La storia di Penelope, inoltre, porta ad osservare più da vicino la condizione della donna: lei ama
talmente tanto il marito da aspettarlo per vent’anni, senza concedersi ad altri uomini nel rispetto e
nella devozione per Odisseo. Lui, invece, si dice abbia avuto addirittura un figlio con Circe. Ciò
dimostra quello che erano obbligate a sopportare: oltre a dover stare in casa, curarla e a non
intromettersi nella vita dell’uomo, erano costrette a rimanere inerti davanti al fatto che il proprio
coniuge potesse avere altre donne oltre a loro.

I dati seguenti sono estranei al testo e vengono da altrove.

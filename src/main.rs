use std::path::PathBuf;

use anyhow::Context;
use clap::Parser;
use jiff::Zoned;
use tracing::info;

use route_eta::config::Config;
use route_eta::estimator::Estimator;
use route_eta::http::ReqwestTransport;
use route_eta::{Query, RoutePlanner, TripPlan};

/// Suggests driving routes between two places with live traffic and a
/// model-based travel time estimate.
#[derive(Parser, Debug)]
#[command(version, about, long_about = None)]
struct Cli {
    /// Start location
    #[arg(default_value = "India Gate")]
    start: String,

    /// Destination
    #[arg(default_value = "Taj Mahal")]
    end: String,

    /// Model artifact path (overrides ROUTE_ETA_MODEL_PATH)
    #[arg(short, long)]
    model: Option<PathBuf>,

    /// Print the full result as JSON
    #[arg(long)]
    json: bool,

    #[arg(short, long)]
    debug: bool,
}

fn main() -> anyhow::Result<()> {
    dotenvy::dotenv().ok();
    let cli = Cli::parse();
    tracing_subscriber::fmt()
        .with_max_level(if cli.debug {
            tracing::Level::DEBUG
        } else {
            tracing::Level::INFO
        })
        .with_writer(std::io::stderr)
        .init();

    let mut config = Config::from_env()?;
    if let Some(path) = cli.model {
        config.model_path = path;
    }

    // Loaded once; a missing model is fatal before any query runs.
    let estimator = Estimator::load(&config.model_path, config.step_proxy)
        .with_context(|| format!("loading model from {}", config.model_path.display()))?;
    let transport = ReqwestTransport::new().context("building HTTP client")?;
    let planner = RoutePlanner::new(&transport, &config.provider, Some(&estimator));

    let query = Query::new(cli.start, cli.end);
    info!(start = %query.start_place, end = %query.end_place, "finding routes");
    let plan = planner.plan(&query, &Zoned::now())?;

    if cli.json {
        println!("{}", serde_json::to_string_pretty(&plan)?);
    } else {
        print_plan(&plan);
    }

    Ok(())
}

fn print_plan(plan: &TripPlan) {
    println!("Model estimate: {}", plan.result.estimate.duration);
    println!();

    if plan.result.routes.is_empty() {
        match &plan.routes_unavailable {
            Some(reason) => println!("No routes found ({})", reason),
            None => println!("No routes found"),
        }
        return;
    }

    for route in &plan.result.routes {
        println!("Route {}: {}", route.rank, route.summary);
        println!(
            "  {} | ETA {} | {} km | {} steps",
            route.duration, route.eta, route.distance_km, route.step_count
        );
    }
}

Eppure non sono solo le mortali ad assumere comportamenti indegni e mal visti dall’uomo; le dee
stesse incarnano perfettamente il concetto femminile pensato da Omero: Afrodite, dea della bellezza
e dell’amore, perfetta e bellissima, tradisce il marito Efesto ed è lei che “dà” Elena a Paride e che,
anche se indirettamente, è una delle cause della guerra di Troia; Era, dea del matrimonio e della
fedeltà coniugale, è presentata come una dea morbosamente gelosa e incline al litigio; detesta
Afrodite, poiché Paride ha consegnato a lei la mela d’oro. Moglie di Zeus, viene trattata con
deferenza dagli altri dei, ma è obbligata ad obbedire al marito; Eris, dea della discordia, semina
zizzania tra Atena, Afrodite ed Era, offesa per non essere stata invitata al matrimonio tra Teti e
Peleo. L’unica dea considerata al pari degli uomini è Atena, che però ha comunque rinunciato ad
essere una vera donna, per ottenere ciò.
Queste dee sono citate per un motivo preciso: sono loro le protagoniste dell’episodio della mela
d’oro. Questo episodio mette in luce i difetti della donna, soprattutto la superficialità. Omero ha
evidenziato la debolezza della figura femminile e come essa sia capace solo di fare ciò che le viene
detto; in caso contrario, al tempo, la donna veniva punita con pene corporali molto dure. E, come
ribadito i precedenza, questi difetti si ripresentano non solo nelle donne mortali, ma anche nella
perfezione delle dee greche.
In conclusione il concetto di figura femminile trattata nei due poemi omerici è abbastanza chiaro:
erano obbligate a sottostare ai desideri dell’uomo, escluse da qualsiasi questione politica o bellica e
costrette a sorbire i rapporti dei mariti con altre donne. Quindi, questo anche per quanto riguardava
le donne immortali, esse erano descritte come le vedevano in quell’epoca, cioè sempre un gradino
in basso all’uomo ed unicamente al suo servizio.